Data listing: Begin

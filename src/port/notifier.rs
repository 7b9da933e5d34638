//! Notifier port for operational events.

use std::time::Duration;

use chrono::NaiveDate;

use crate::domain::MergeSummary;

/// Events that can trigger notifications.
#[derive(Debug, Clone)]
pub enum Event {
    /// A circuit transitioned to open. Emitted once per open episode.
    CircuitOpened {
        key: String,
        failures: u32,
        cooldown: Duration,
    },
    /// A circuit closed (recovered or auto-reset).
    CircuitClosed { key: String },
    /// A publish run completed and the merged list was rendered.
    PicksPublished {
        date: NaiveDate,
        summary: MergeSummary,
    },
}

/// Trait for notification handlers.
///
/// Implementations must be thread-safe and return quickly; slow delivery
/// belongs in a spawned task.
pub trait Notifier: Send + Sync {
    fn notify(&self, event: Event);
}

/// Registry of notifiers (composite pattern).
///
/// Broadcasts events to all registered notifiers.
#[derive(Default)]
pub struct NotifierRegistry {
    notifiers: Vec<Box<dyn Notifier>>,
}

impl NotifierRegistry {
    #[must_use]
    pub fn new() -> Self {
        Self { notifiers: vec![] }
    }

    pub fn register(&mut self, notifier: Box<dyn Notifier>) {
        self.notifiers.push(notifier);
    }

    pub fn notify_all(&self, event: Event) {
        for notifier in &self.notifiers {
            notifier.notify(event.clone());
        }
    }

    #[must_use]
    pub fn len(&self) -> usize {
        self.notifiers.len()
    }

    #[must_use]
    pub fn is_empty(&self) -> bool {
        self.notifiers.is_empty()
    }
}

/// A no-op notifier for tests or disabled alerting.
pub struct NullNotifier;

impl Notifier for NullNotifier {
    fn notify(&self, _event: Event) {}
}

/// Logs events via tracing.
pub struct LogNotifier;

impl Notifier for LogNotifier {
    fn notify(&self, event: Event) {
        use tracing::{info, warn};
        match event {
            Event::CircuitOpened {
                key,
                failures,
                cooldown,
            } => {
                warn!(
                    key = %key,
                    failures,
                    cooldown_secs = cooldown.as_secs(),
                    "Circuit opened"
                );
            }
            Event::CircuitClosed { key } => {
                info!(key = %key, "Circuit closed");
            }
            Event::PicksPublished { date, summary } => {
                info!(
                    date = %date,
                    total = summary.total,
                    new = summary.new,
                    dropped = summary.dropped,
                    manual = summary.manual,
                    "Picks published"
                );
            }
        }
    }
}
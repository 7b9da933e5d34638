//! Circuit breaker state as seen outside the registry.

use chrono::{DateTime, Utc};
use serde::{Deserialize, Serialize};

use crate::error::Error;

/// Lifecycle states of a circuit.
#[derive(Debug, Clone, Copy, PartialEq, Eq, Serialize, Deserialize)]
#[serde(rename_all = "snake_case")]
pub enum CircuitState {
    Closed,
    Open,
    HalfOpen,
}

impl CircuitState {
    #[must_use]
    pub fn as_str(self) -> &'static str {
        match self {
            CircuitState::Closed => "closed",
            CircuitState::Open => "open",
            CircuitState::HalfOpen => "half_open",
        }
    }
}

impl std::str::FromStr for CircuitState {
    type Err = Error;

    fn from_str(s: &str) -> Result<Self, Self::Err> {
        match s {
            "closed" => Ok(CircuitState::Closed),
            "open" => Ok(CircuitState::Open),
            "half_open" => Ok(CircuitState::HalfOpen),
            other => Err(Error::Parse(format!("unknown circuit state '{other}'"))),
        }
    }
}

/// Snapshot of one circuit, mirrored to durable storage for monitoring.
#[derive(Debug, Clone, PartialEq, Serialize, Deserialize)]
pub struct CircuitStatus {
    pub key: String,
    pub state: CircuitState,
    pub failure_count: u32,
    pub threshold: u32,
    pub timeout_seconds: u64,
    pub opened_at: Option<DateTime<Utc>>,
    pub last_success: Option<DateTime<Utc>>,
    pub last_failure: Option<DateTime<Utc>>,
    /// Truncated error text; see the registry for the bound.
    pub last_error: Option<String>,
    pub updated_at: DateTime<Utc>,
}
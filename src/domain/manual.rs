//! Operator-curated pick overrides.

use chrono::{DateTime, Utc};
use serde::{Deserialize, Serialize};

use super::pick::Pick;

/// A human-curated override consumed read-only by the merge engine.
///
/// Removal is a soft delete (`is_active = false`) so the audit trail of
/// what an operator entered survives.
#[derive(Debug, Clone, PartialEq, Serialize, Deserialize)]
pub struct ManualPick {
    pub pick: Pick,
    pub added_by: String,
    pub notes: Option<String>,
    pub is_active: bool,
    pub created_at: DateTime<Utc>,
}

impl ManualPick {
    #[must_use]
    pub fn player_lookup(&self) -> &str {
        &self.pick.player_lookup
    }
}
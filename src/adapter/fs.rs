//! Filesystem artifact store.
//!
//! Stands in for object storage: artifacts land in an export directory
//! the web frontend (or a sync job) reads from. Writes are atomic via the
//! write-to-temp-then-rename pattern so a reader never sees a partial
//! document.

use std::fs;
use std::io::Write;
use std::path::PathBuf;

use async_trait::async_trait;

use crate::error::Result;
use crate::port::artifact::ArtifactStore;

/// Writes JSON artifacts into a directory.
pub struct FsArtifactStore {
    dir: PathBuf,
}

impl FsArtifactStore {
    #[must_use]
    pub fn new(dir: PathBuf) -> Self {
        Self { dir }
    }

    fn write_atomic(&self, name: &str, json: &str) -> Result<()> {
        fs::create_dir_all(&self.dir)?;

        let path = self.dir.join(name);
        let temp_path = path.with_extension("tmp");
        let mut file = fs::File::create(&temp_path)?;

        let cleanup_and_err = |e| {
            let _ = fs::remove_file(&temp_path);
            e
        };

        file.write_all(json.as_bytes()).map_err(cleanup_and_err)?;
        file.sync_all().map_err(cleanup_and_err)?;
        fs::rename(&temp_path, &path).map_err(cleanup_and_err)?;

        Ok(())
    }
}

#[async_trait]
impl ArtifactStore for FsArtifactStore {
    async fn publish_json(&self, name: &str, body: &serde_json::Value) -> Result<()> {
        let json = serde_json::to_string_pretty(body)?;
        self.write_atomic(name, &json)
    }
}
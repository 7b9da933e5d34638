//! Shared test utilities available to both unit and integration tests.
//!
//! Enabled via `#[cfg(test)]` (unit tests) or the `testkit` feature
//! (integration tests).
//!
//! # Modules
//!
//! - [`picks`] — Builders for picks in all three source shapes.
//! - [`sources`] — [`ScriptedSources`](sources::ScriptedSources), a
//!   scriptable [`PickSources`](crate::port::PickSources) implementation.
//! - [`stores`] — In-memory snapshot/audit/artifact/circuit stores.
//! - [`notify`] — [`RecordingNotifier`](notify::RecordingNotifier).

pub mod notify;
pub mod picks;
pub mod sources;
pub mod stores;
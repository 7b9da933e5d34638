//! The locked, previously-published representation of a pick.

use chrono::{DateTime, Utc};
use serde::{Deserialize, Serialize};

use super::pick::{Pick, PickSource};

/// One durable row of the locked snapshot, per (`game_date`, `player_lookup`).
///
/// Once written, the row is the baseline for every future merge of that
/// date. The whole date partition is atomically replaced on each publish;
/// there is no per-row update path.
#[derive(Debug, Clone, PartialEq, Serialize, Deserialize)]
pub struct PublishedPick {
    pub pick: Pick,
    pub source: PickSource,
    /// Set when the pick first entered the published set; never changes.
    pub first_published_at: DateTime<Utc>,
    /// Last time the algorithmic feed still returned this player.
    /// Stays at its old value once the feed drops the pick.
    pub last_seen_in_signal: Option<DateTime<Utc>>,
    pub updated_at: DateTime<Utc>,
}

impl PublishedPick {
    #[must_use]
    pub fn player_lookup(&self) -> &str {
        &self.pick.player_lookup
    }
}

Data listing: End

--- What to do ---
Return every line of the data above in which "PicksPublished" appears.

--- Written answer ---
    PicksPublished {
            Event::PicksPublished { date, summary } => {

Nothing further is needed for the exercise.